■ What is needed
Repeat the entries below exactly and in full.

■ Extracted data entries
------------------------------------------------
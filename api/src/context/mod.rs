use std::sync::Arc;

use roster_db::storage::Storage;

#[derive(Debug, Clone)]
pub struct ApiContext {
    pub _config: crate::config::ApiConfig,
    pub db: Arc<dyn Storage>,
}

impl ApiContext {
    pub fn new(config: crate::config::ApiConfig, db: Arc<dyn Storage>) -> Self {
        Self {
            _config: config,
            db,
        }
    }
}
------------------------------------------------
■ Problem solution
filename api/src/context/mod.rs
use std::sync::Arc;

use roster_db::storage::Storage;

#[derive(Debug, Clone)]
pub struct ApiContext {
    pub _config: crate::config::ApiConfig,
    pub db: Arc<dyn Storage>,
}

impl ApiContext {
    pub fn new(config: crate::config::ApiConfig, db: Arc<dyn Storage>) -> Self {
        Self {
            _config: config,
            db,
        }
    }
}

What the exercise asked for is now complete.